Ebenso interessant ist allerdings, dass sich die Fragen der ostdeutschen Journalisten zwar nicht um die DDR drehten, aber ebenfalls politisch waren. Sie wollten etwas über Armstrongs Haltung zur Bürgerrechtsbewegung erfahren. Während der einflussreiche Trompeter durch Ost-Deutschland tourte, fanden in den USA die Märsche von Selma nach Montgomery statt. Die gewaltfreien Proteste, die sich gegen die rassistische Unterdrückung der Afroamerikaner richteten, führte Martin Luther King Jr. an.

Martin Luther King vor Stacheldraht an der Berliner Mauer.
Der Bürgerrechtler Martin Luther King - hier an der Berliner Mauer - sprach 1964 sowohl in West- als auch in Ost-BerlinBild: AP/picture alliance

Einige Monate zuvor, im September 1964, hatte King in West- und Ost-Berlin Reden gehalten. In beiden Teilen der geteilten Stadt warb er für Versöhnung. Der Pastor und Aktivist verglich auch die Unterschiede zwischen Afroamerikanern und Weißen in den USA mit denen zwischen Deutschen, die in kommunistischen und demokratischen Systemen lebten. Kings Betonung der gemeinsamen Kämpfe war für die Ostberliner besonders bewegend.

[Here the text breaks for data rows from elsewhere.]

//! A serializable snapshot of a cracked tree, for printing and for diffing in tests.

use crate::model::{ElementId, ElementKind};
use crate::tree::Tree;
use crate::value::Value;
use serde::Serialize;

#[derive(Debug, Clone, PartialEq, Serialize)]
#[serde(untagged)]
pub enum ViewValue {
    Int(i64),
    UInt(u64),
    Text(String),
    /// Lowercase hex of the raw bits.
    Hex(String),
}

impl From<&Value> for ViewValue {
    fn from(value: &Value) -> Self {
        match value {
            Value::Int(v) => ViewValue::Int(*v),
            Value::UInt(v) => ViewValue::UInt(*v),
            Value::Str(s) => ViewValue::Text(s.clone()),
            Value::Bits(b) => ViewValue::Hex(b.to_hex()),
        }
    }
}

#[derive(Debug, Clone, PartialEq, Serialize)]
#[serde(rename_all = "kebab-case")]
pub struct ElementView {
    pub name: String,
    pub full_name: String,
    #[serde(rename = "type")]
    pub element_type: &'static str,
    #[serde(skip_serializing_if = "Option::is_none")]
    pub value: Option<ViewValue>,
    /// Bit span in the cracked input.
    #[serde(skip_serializing_if = "Option::is_none")]
    pub span: Option<(u64, u64)>,
    #[serde(skip_serializing_if = "Vec::is_empty")]
    pub children: Vec<ElementView>,
}

impl Tree {
    pub fn view(&self) -> ElementView {
        self.view_of(self.root())
    }

    pub fn view_of(&self, id: ElementId) -> ElementView {
        let kind = self.kind(id);
        ElementView {
            name: self.name(id).to_string(),
            full_name: self.full_name(id),
            element_type: kind.type_name(),
            value: match kind {
                ElementKind::Block(_) | ElementKind::Choice(_) | ElementKind::Sequence(_) => None,
                _ => self.value(id).map(ViewValue::from),
            },
            span: self.span(id),
            children: self.children(id).iter().map(|c| self.view_of(*c)).collect(),
        }
    }

    pub fn to_json(&self) -> Result<String, serde_json::Error> {
        serde_json::to_string_pretty(&self.view())
    }
}
//! Serializing a tree back to bits.
//!
//! Rendering is a single left-to-right pass that records every element's span. Relation
//! subjects depend on the spans of their objects, and their own width may shift those spans,
//! so subjects are recomputed and the tree re-rendered until the values settle.

use crate::bits::BitBuf;
use crate::codec::encode_scalar;
use crate::error::GenerateError;
use crate::fixup::FixupValue;
use crate::model::{Dom, ElementId, ElementKind, LengthUnit, RelationKind, Walk};
use crate::resolve::{relation_set, resolve};
use crate::tree::Tree;
use crate::value::Value;
use log::{trace, warn};
use std::collections::HashMap;

const MAX_PASSES: usize = 8;

#[derive(Debug, Clone, Default)]
pub(crate) struct Rendered {
    bits: BitBuf,
    spans: HashMap<ElementId, (u64, u64)>,
    /// Values computed for relation subjects.
    internal: HashMap<ElementId, Value>,
}

impl Tree {
    /// Renders the whole tree. The result is memoized until the tree is mutated.
    pub fn generate(&self) -> Result<BitBuf, GenerateError> {
        self.with_rendered(|r| r.bits.clone())
    }

    pub fn generate_bytes(&self) -> Result<Vec<u8>, GenerateError> {
        Ok(self.generate()?.into_bytes())
    }

    /// Bits one element contributes to the rendered output.
    pub fn value_bits(&self, id: ElementId) -> Result<Option<BitBuf>, GenerateError> {
        self.with_rendered(|r| {
            r.spans
                .get(&id)
                .map(|(begin, end)| r.bits.slice(*begin, end - begin))
        })
    }

    /// Span `[begin, end)` of an element in the rendered output.
    pub fn rendered_span(&self, id: ElementId) -> Result<Option<(u64, u64)>, GenerateError> {
        self.with_rendered(|r| r.spans.get(&id).copied())
    }

    /// The value an element is rendered with: recomputed for relation subjects, the stored
    /// value otherwise.
    pub fn internal_value(&self, id: ElementId) -> Result<Option<Value>, GenerateError> {
        let stored = self.value(id).cloned();
        self.with_rendered(|r| r.internal.get(&id).cloned().or(stored))
    }

    fn with_rendered<T>(&self, f: impl FnOnce(&Rendered) -> T) -> Result<T, GenerateError> {
        if let Some(rendered) = self.rendered.borrow().as_ref() {
            return Ok(f(rendered));
        }
        let fresh = render(&self.dom, self.root)?;
        let out = f(&fresh);
        self.rendered.replace(Some(fresh));
        Ok(out)
    }
}

fn render(dom: &Dom, root: ElementId) -> Result<Rendered, GenerateError> {
    let mut internal = HashMap::new();
    let mut rendered = render_pass(dom, root, &internal)?;
    for pass in 1..=MAX_PASSES {
        let mut next = subject_values(dom, root, &rendered)?;
        fixup_values(dom, root, &rendered, &mut next)?;
        if next == internal {
            trace!("Relations settled after {pass} passes");
            rendered.internal = internal;
            return Ok(rendered);
        }
        internal = next;
        rendered = render_pass(dom, root, &internal)?;
    }
    warn!("Relations did not settle after {MAX_PASSES} passes");
    rendered.internal = internal;
    Ok(rendered)
}

fn render_pass(
    dom: &Dom,
    root: ElementId,
    overrides: &HashMap<ElementId, Value>,
) -> Result<Rendered, GenerateError> {
    let mut renderer = Renderer {
        dom,
        overrides,
        out: BitBuf::new(),
        spans: HashMap::new(),
    };
    renderer.node(root)?;
    Ok(Rendered {
        bits: renderer.out,
        spans: renderer.spans,
        internal: HashMap::new(),
    })
}

struct Renderer<'a> {
    dom: &'a Dom,
    overrides: &'a HashMap<ElementId, Value>,
    out: BitBuf,
    spans: HashMap<ElementId, (u64, u64)>,
}

impl Renderer<'_> {
    fn node(&mut self, id: ElementId) -> Result<(), GenerateError> {
        let dom = self.dom;
        let begin = self.out.len();
        self.spans.insert(id, (begin, begin));
        match dom.kind(id) {
            ElementKind::Block(children) => {
                for child in children {
                    self.node(*child)?;
                }
            }
            ElementKind::Choice(def) => {
                if let Some(alternative) = def.selected.or(def.alternatives.first().copied()) {
                    self.node(alternative)?;
                }
            }
            ElementKind::Sequence(def) => {
                for entry in &def.entries {
                    self.node(*entry)?;
                }
            }
            ElementKind::Padding(def) => {
                let reference = match &def.aligned_to {
                    Some(anchor) => {
                        let anchor = resolve(dom, anchor, id, Walk::Live)?;
                        self.spans.get(&anchor).map_or(0, |(b, _)| *b)
                    }
                    None => dom
                        .parent(id)
                        .and_then(|p| self.spans.get(&p))
                        .map_or(0, |(b, _)| *b),
                };
                let alignment = u64::from(def.alignment);
                let offset = begin.saturating_sub(reference);
                let pad = (alignment - offset % alignment) % alignment;
                match &dom.node(id).value {
                    Some(Value::Bits(cracked)) if cracked.len() == pad => self.out.extend(cracked),
                    _ => self.out.extend(&BitBuf::zeros(pad)),
                }
            }
            _ => {
                let node = dom.node(id);
                let value = self.overrides.get(&id).or(node.value.as_ref());
                let bits = encode_scalar(node, value).map_err(|reason| GenerateError::Encoding {
                    element: dom.full_name(id),
                    reason,
                })?;
                self.out.extend(&bits);
            }
        }
        self.spans.insert(id, (begin, self.out.len()));
        Ok(())
    }
}

fn span(rendered: &Rendered, id: ElementId) -> (u64, u64) {
    rendered.spans.get(&id).copied().unwrap_or((0, 0))
}

fn in_unit(bits: u64, unit: LengthUnit) -> i64 {
    match unit {
        LengthUnit::Bits => bits as i64,
        _ => (bits / 8) as i64,
    }
}

/// Recomputes every relation subject from the spans of the last rendering.
fn subject_values(
    dom: &Dom,
    root: ElementId,
    rendered: &Rendered,
) -> Result<HashMap<ElementId, Value>, GenerateError> {
    let mut values = HashMap::new();
    for subject in dom.preorder(root, Walk::Live) {
        for relation in &dom.node(subject).relations {
            let object = resolve(dom, &relation.of, subject, Walk::Live)?;
            let logical = match relation.kind {
                RelationKind::Size => {
                    let (begin, end) = span(rendered, object);
                    in_unit(end - begin, relation.length_type)
                }
                RelationKind::Count => match dom.kind(object) {
                    ElementKind::Sequence(def) => def.entries.len() as i64,
                    _ => 0,
                },
                RelationKind::Offset => {
                    let target = span(rendered, object).0;
                    let anchor = if !relation.relative {
                        0
                    } else if let Some(name) = &relation.relative_to {
                        span(rendered, resolve(dom, name, subject, Walk::Live)?).0
                    } else {
                        span(rendered, subject).0
                    };
                    let distance = target as i64 - anchor as i64;
                    match relation.length_type {
                        LengthUnit::Bits => distance,
                        _ => distance / 8,
                    }
                }
            };
            let raw = relation_set(relation, logical).map_err(|source| GenerateError::Expression {
                element: dom.full_name(subject),
                source,
            })?;
            values.insert(subject, subject_value(dom, subject, raw)?);
        }
    }
    Ok(values)
}

/// Recomputes every fixup from the bits of the last rendering. A subject inside the region it
/// covers is summed as zeros.
fn fixup_values(
    dom: &Dom,
    root: ElementId,
    rendered: &Rendered,
    values: &mut HashMap<ElementId, Value>,
) -> Result<(), GenerateError> {
    for subject in dom.preorder(root, Walk::Live) {
        let Some(fixup) = &dom.node(subject).fixup else {
            continue;
        };
        let object = resolve(dom, &fixup.of, subject, Walk::Live)?;
        let (begin, end) = span(rendered, object);
        let own = span(rendered, subject);
        let inside = own.0 < own.1 && begin <= own.0 && own.1 <= end;
        let region = if inside {
            let mut region = rendered.bits.slice(begin, own.0 - begin);
            region.extend(&BitBuf::zeros(own.1 - own.0));
            region.extend(&rendered.bits.slice(own.1, end - own.1));
            region
        } else {
            rendered.bits.slice(begin, end - begin)
        };
        let offset = inside.then(|| ((own.0 - begin) / 8) as usize);
        let value = match fixup.kind.compute(region.as_bytes(), offset) {
            FixupValue::Number(sum) => Value::UInt(sum),
            FixupValue::Digest(digest) => Value::Bits(BitBuf::from_vec(digest)),
        };
        trace!("Fixup {} = {value}", dom.full_name(subject));
        values.insert(subject, value);
    }
    Ok(())
}
//! API middleware components

pub mod logging;

pub use logging::logging_middleware;
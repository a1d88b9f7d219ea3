//! Image provider implementations

mod eden_ai;

pub use eden_ai::{EdenAiConfig, EdenAiImageProvider, EDEN_AI_BASE_URL};
//! Request and response bodies of the generation endpoints

use serde::{Deserialize, Serialize};

use crate::infrastructure::services::GeneratedText;

/// Body of `/api/recipe` and `/api/healthy-diet`
#[derive(Debug, Clone, Deserialize)]
pub struct IngredientsRequest {
    #[serde(default)]
    pub ingredients: Option<String>,
}

/// Body of `/api/generate-image`
#[derive(Debug, Clone, Deserialize)]
pub struct ImagePromptRequest {
    #[serde(default)]
    pub prompt: Option<String>,
}

#[derive(Debug, Clone, Serialize)]
#[serde(rename_all = "camelCase")]
pub struct RecipeResponse {
    pub success: bool,
    pub recipe: String,
    pub provider: String,
    #[serde(skip_serializing_if = "Option::is_none")]
    pub model_used: Option<String>,
}

impl From<GeneratedText> for RecipeResponse {
    fn from(generated: GeneratedText) -> Self {
        Self {
            success: true,
            recipe: generated.text,
            provider: generated.provider_id,
            model_used: generated.model,
        }
    }
}

#[derive(Debug, Clone, Serialize)]
#[serde(rename_all = "camelCase")]
pub struct DietPlanResponse {
    pub success: bool,
    pub ingredients: String,
    pub diet_plan: String,
    pub provider: String,
    #[serde(skip_serializing_if = "Option::is_none")]
    pub model_used: Option<String>,
}

impl DietPlanResponse {
    pub fn new(ingredients: String, generated: GeneratedText) -> Self {
        Self {
            success: true,
            ingredients,
            diet_plan: generated.text,
            provider: generated.provider_id,
            model_used: generated.model,
        }
    }
}

#[derive(Debug, Clone, Serialize)]
#[serde(rename_all = "camelCase")]
pub struct ImageResponse {
    pub success: bool,
    /// URL or `data:` URL, usable as an `<img src>`
    pub image: String,
    /// `url` or `inline`
    pub image_kind: &'static str,
    pub provider: String,
}

/// Trimmed, non-empty text field
pub fn non_blank(value: Option<&str>) -> Option<&str> {
    value.map(str::trim).filter(|v| !v.is_empty())
}
//! Text generation domain models and the provider fallback dispatcher

mod dispatcher;
mod message;
mod provider;
mod request;
mod response;

pub use dispatcher::dispatch;
pub use message::{Message, MessageRole};
pub use provider::TextProvider;
pub use request::{GenerationRequest, Prompt};
pub use response::{AttemptFailure, GenerationResult};

#[cfg(test)]
pub use provider::mock;
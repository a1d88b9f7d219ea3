//! API layer - HTTP endpoints and middleware

pub mod generate;
pub mod health;
pub mod middleware;
pub mod router;
pub mod state;
pub mod types;

pub use router::create_router;
pub use state::AppState;
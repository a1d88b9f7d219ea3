use once_cell::sync::Lazy;
use regex::Regex;
use serde::Serialize;

static DATA_URL: Lazy<Regex> = Lazy::new(|| {
    Regex::new(r"(?s)^data:(?P<media>image/[A-Za-z0-9.+-]+)(?:;[^,]*)?;base64,(?P<data>.*)$")
        .expect("data URL pattern is valid")
});

const DEFAULT_MEDIA_TYPE: &str = "image/png";

/// An image returned by an image provider.
///
/// Providers answer either with a hosted URL or with the image bytes inline
/// as base64; both forms are kept apart.
#[derive(Debug, Clone, PartialEq, Eq, Serialize)]
#[serde(tag = "kind", rename_all = "snake_case")]
pub enum GeneratedImage {
    Url { url: String },
    Inline { media_type: String, data: String },
    /// Non-base64 `data:image/...` URL, kept verbatim
    DataUrl { url: String },
}

impl GeneratedImage {
    /// Classify a raw image field from a provider response.
    ///
    /// Base64 `data:image/...` URLs and bare base64 become
    /// [`GeneratedImage::Inline`], other `data:image` URLs are kept as
    /// [`GeneratedImage::DataUrl`], `http(s)://` links become
    /// [`GeneratedImage::Url`].
    pub fn from_provider_field(raw: &str) -> Option<Self> {
        let raw = raw.trim();

        if raw.is_empty() {
            return None;
        }

        if let Some(caps) = DATA_URL.captures(raw) {
            return Some(Self::Inline {
                media_type: caps["media"].to_string(),
                data: caps["data"].to_string(),
            });
        }

        let lower = raw.to_ascii_lowercase();
        if lower.starts_with("data:image") {
            return Some(Self::DataUrl {
                url: raw.to_string(),
            });
        }

        if lower.starts_with("http://") || lower.starts_with("https://") {
            return Some(Self::Url {
                url: raw.to_string(),
            });
        }

        Some(Self::Inline {
            media_type: DEFAULT_MEDIA_TYPE.to_string(),
            data: raw.to_string(),
        })
    }

    /// Short tag for the image form
    pub fn kind(&self) -> &'static str {
        match self {
            Self::Url { .. } => "url",
            Self::Inline { .. } | Self::DataUrl { .. } => "inline",
        }
    }

    /// Value usable directly as an `<img src>`
    pub fn to_src(&self) -> String {
        match self {
            Self::Url { url } | Self::DataUrl { url } => url.clone(),
            Self::Inline { media_type, data } => format!("data:{};base64,{}", media_type, data),
        }
    }
}
use async_trait::async_trait;
use serde_json::Value;
use tracing::{debug, warn};

use crate::domain::{DomainError, GeneratedImage, ImageProvider, ImageResult};
use crate::infrastructure::llm::{snippet, HttpClientTrait};

pub const EDEN_AI_BASE_URL: &str = "https://api.edenai.run/v2";

const PROVIDER_NAME: &str = "eden_ai";
const STYLE_SUFFIX: &str = "Photorealistic food photography, soft natural lighting, shallow depth of field, professional plating, high detail, no text, no watermark, centered composition.";

/// Eden AI image generation settings
#[derive(Debug, Clone)]
pub struct EdenAiConfig {
    pub base_url: String,
    pub api_key: Option<String>,
    /// Sub-providers Eden AI should run, most preferred first
    pub providers: Vec<String>,
    pub resolution: String,
}

impl EdenAiConfig {
    pub fn new(base_url: impl Into<String>, api_key: Option<String>) -> Self {
        Self {
            base_url: Into::<String>::into(base_url).trim_end_matches('/').to_string(),
            api_key: api_key.filter(|key| !key.trim().is_empty()),
            providers: vec!["openai".to_string(), "stabilityai".to_string()],
            resolution: "1024x1024".to_string(),
        }
    }
}

/// Image provider backed by the Eden AI aggregation API
#[derive(Debug)]
pub struct EdenAiImageProvider<C: HttpClientTrait> {
    client: C,
    config: EdenAiConfig,
}

impl<C: HttpClientTrait> EdenAiImageProvider<C> {
    pub fn new(client: C, config: EdenAiConfig) -> Self {
        Self { client, config }
    }

    fn generation_url(&self) -> String {
        format!("{}/image/generation", self.config.base_url)
    }

    fn build_request(&self, prompt: &str) -> Value {
        serde_json::json!({
            "providers": self.config.providers.join(","),
            "text": format!("{}. {}", prompt.trim(), STYLE_SUFFIX),
            "resolution": self.config.resolution,
            "fallback_providers": "",
        })
    }

    /// Pick the first successful sub-provider result carrying an image.
    ///
    /// Requested sub-providers are checked in preference order, then any
    /// other keys the response contains.
    fn extract_image(&self, response: &Value) -> Option<ImageResult> {
        let entries = response.as_object()?;

        let preferred = self.config.providers.iter().map(String::as_str);
        let others = entries
            .keys()
            .map(String::as_str)
            .filter(|key| !self.config.providers.iter().any(|p| p == key));

        preferred.chain(others).find_map(|name| {
            let entry = entries.get(name)?;

            if entry.get("status").and_then(Value::as_str) != Some("success") {
                debug!(sub_provider = %name, "Skipping unsuccessful sub-provider");
                return None;
            }

            let item = entry
                .get("items")
                .and_then(Value::as_array)
                .and_then(|items| items.first());

            let raw = item
                .and_then(|i| i.get("image").and_then(Value::as_str))
                .or_else(|| item.and_then(|i| i.get("b64_json").and_then(Value::as_str)))
                .or_else(|| entry.get("image").and_then(Value::as_str))?;

            GeneratedImage::from_provider_field(raw).map(|image| ImageResult {
                image,
                provider: format!("{}:{}", PROVIDER_NAME, name),
            })
        })
    }
}

#[async_trait]
impl<C: HttpClientTrait> ImageProvider for EdenAiImageProvider<C> {
    async fn generate(&self, prompt: &str) -> Result<ImageResult, DomainError> {
        let api_key = self
            .config
            .api_key
            .as_deref()
            .ok_or_else(|| DomainError::configuration("Eden AI API key not configured."))?;
        let auth_header = format!("Bearer {}", api_key);

        let headers = vec![
            ("Authorization", auth_header.as_str()),
            ("Content-Type", "application/json"),
        ];
        let body = self.build_request(prompt);

        let response = self
            .client
            .post_json(&self.generation_url(), headers, &body)
            .await
            .map_err(|e| DomainError::image(PROVIDER_NAME, e.to_string()))?;

        self.extract_image(&response).ok_or_else(|| {
            warn!(
                response = %snippet(&response.to_string()),
                "No valid image found in provider response"
            );
            DomainError::image(
                PROVIDER_NAME,
                "No valid image found in provider response.",
            )
        })
    }

    fn provider_name(&self) -> &'static str {
        PROVIDER_NAME
    }
}

#[cfg(test)]
mod tests {
    use super::*;
    use crate::domain::AttemptError;
    use crate::infrastructure::llm::mock::MockHttpClient;
    use std::sync::Arc;

    const TEST_URL: &str = "https://api.edenai.run/v2/image/generation";

    fn provider(client: Arc<MockHttpClient>) -> EdenAiImageProvider<Arc<MockHttpClient>> {
        EdenAiImageProvider::new(
            client,
            EdenAiConfig::new(EDEN_AI_BASE_URL, Some("eden-key".to_string())),
        )
    }

    #[tokio::test]
    async fn test_generate_returns_url_image() {
        let client = Arc::new(MockHttpClient::new().with_response(
            TEST_URL,
            serde_json::json!({
                "openai": {
                    "status": "success",
                    "items": [{
                        "image_resource_url": "x",
                        "image": "https://cdn.example.com/dish.png"
                    }]
                }
            }),
        ));

        let result = provider(client.clone())
            .generate("Pasta with basil")
            .await
            .unwrap();

        assert_eq!(
            result.image,
            GeneratedImage::Url {
                url: "https://cdn.example.com/dish.png".to_string()
            }
        );
        assert_eq!(result.provider, "eden_ai:openai");

        let request = &client.requests()[0];
        assert_eq!(request.header("Authorization"), Some("Bearer eden-key"));
        assert_eq!(request.body["providers"], "openai,stabilityai");
        assert_eq!(request.body["resolution"], "1024x1024");
        assert_eq!(request.body["fallback_providers"], "");
        let text = request.body["text"].as_str().unwrap();
        assert!(text.starts_with("Pasta with basil. Photorealistic food photography"));
    }

    #[tokio::test]
    async fn test_failed_sub_provider_falls_back_to_next() {
        let client = Arc::new(MockHttpClient::new().with_response(
            TEST_URL,
            serde_json::json!({
                "openai": { "status": "fail", "error": { "message": "quota" } },
                "stabilityai": {
                    "status": "success",
                    "items": [{ "b64_json": "iVBORw0KGgo=" }]
                }
            }),
        ));

        let result = provider(client).generate("Salad").await.unwrap();

        assert_eq!(result.provider, "eden_ai:stabilityai");
        assert_eq!(result.image.kind(), "inline");
        assert_eq!(result.image.to_src(), "data:image/png;base64,iVBORw0KGgo=");
    }

    #[tokio::test]
    async fn test_entry_level_image_field() {
        let client = Arc::new(MockHttpClient::new().with_response(
            TEST_URL,
            serde_json::json!({
                "replicate": { "status": "success", "image": "data:image/webp;base64,UklGR" }
            }),
        ));

        let result = provider(client).generate("Soup").await.unwrap();

        assert_eq!(
            result.image,
            GeneratedImage::Inline {
                media_type: "image/webp".to_string(),
                data: "UklGR".to_string()
            }
        );
    }

    #[tokio::test]
    async fn test_no_image_is_error() {
        let client = Arc::new(MockHttpClient::new().with_response(
            TEST_URL,
            serde_json::json!({ "openai": { "status": "success", "items": [] } }),
        ));

        let error = provider(client).generate("Soup").await.unwrap_err();
        assert!(matches!(error, DomainError::Image { .. }));
    }

    #[tokio::test]
    async fn test_http_error_is_image_error() {
        let client = Arc::new(
            MockHttpClient::new().with_error(TEST_URL, AttemptError::status(402, "no credits")),
        );

        let error = provider(client).generate("Soup").await.unwrap_err();
        assert!(error.to_string().contains("HTTP 402: no credits"));
    }

    #[tokio::test]
    async fn test_missing_key_makes_no_call() {
        let client = Arc::new(MockHttpClient::new());
        let provider =
            EdenAiImageProvider::new(client.clone(), EdenAiConfig::new(EDEN_AI_BASE_URL, None));

        let error = provider.generate("Soup").await.unwrap_err();

        assert!(matches!(error, DomainError::Configuration { .. }));
        assert!(client.requests().is_empty());
    }
}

Auf die Märsche angesprochen, erklärte Armstrong, sein Beitrag zur Bewegung bestehe vielmehr darin, überall in seinem Heimatland zu spielen und Verbindungen zu seinen weißen Fans aufzubauen, selbst im Süden der USA, wo Rassentrennung noch existierte. Satchmo war zu dieser Zeit etwas verbittert darüber, dass ihm von seinen schwarzen Mitbürgern vorgeworfen wurde, nicht genug für die Bürgerrechtsbewegung zu tun.

In der Ausstellung "I’ve Seen the Wall" werden Szenen von Armstrongs Berlin-Besuch an die Wand projiziert.
Das Kunsthaus Das Minsk zeigt die Ausstellung "I've Seen the Wall"Bild: Elizabeth Grenier/DW

Wie sich Louis Armstrong engagierte

Dabei hatte der Musiker im Fall der Neun aus Little Rock ("Little Rock Nine") die Politik bereits 1957 angeprangert. Damals waren die ersten schwarzen Schülerinnen und Schüler, die nach dem Ende der Rassentrennung im US-Bundesstaat Arkansas die Schule besuchten, von Demonstranten drangsaliert und am Schulbesuch gehindert worden.

Viele afroamerikanische Aktivisten hatten dem Jazz-Superstar vorgeworfen, nicht laut genug zu sein. Doch wie Ko-Kurator Moran anmerkte, kamen sie mit der Zeit zurück und sagten: "Nun, eigentlich war Louis in seinem Aktivismus am tiefgründigsten". Sie hätten inzwischen erkannt gehabt, dass es verschiedene Wege gibt, wie Menschen es schaffen können, "in den Raum zu kommen, um Veränderungen anzustoßen".

Moran glaubt, dass Armstrong das tat. Als einer der ersten schwarzen Superstars in den USA und auf internationaler Ebene habe der Musiker "auf eine Art und Weise den Weg in Räume gefunden, die die Menschen auf der Straße nicht hatten".

"I've Seen the Wall. Louis Armstrong auf Tour in der DDR 1965" ist bis zum 4. Februar 2024 in Das Minsk in Potsdam zu sehen.

Aus dem Englischen adaptiert von Torsten Landsberg.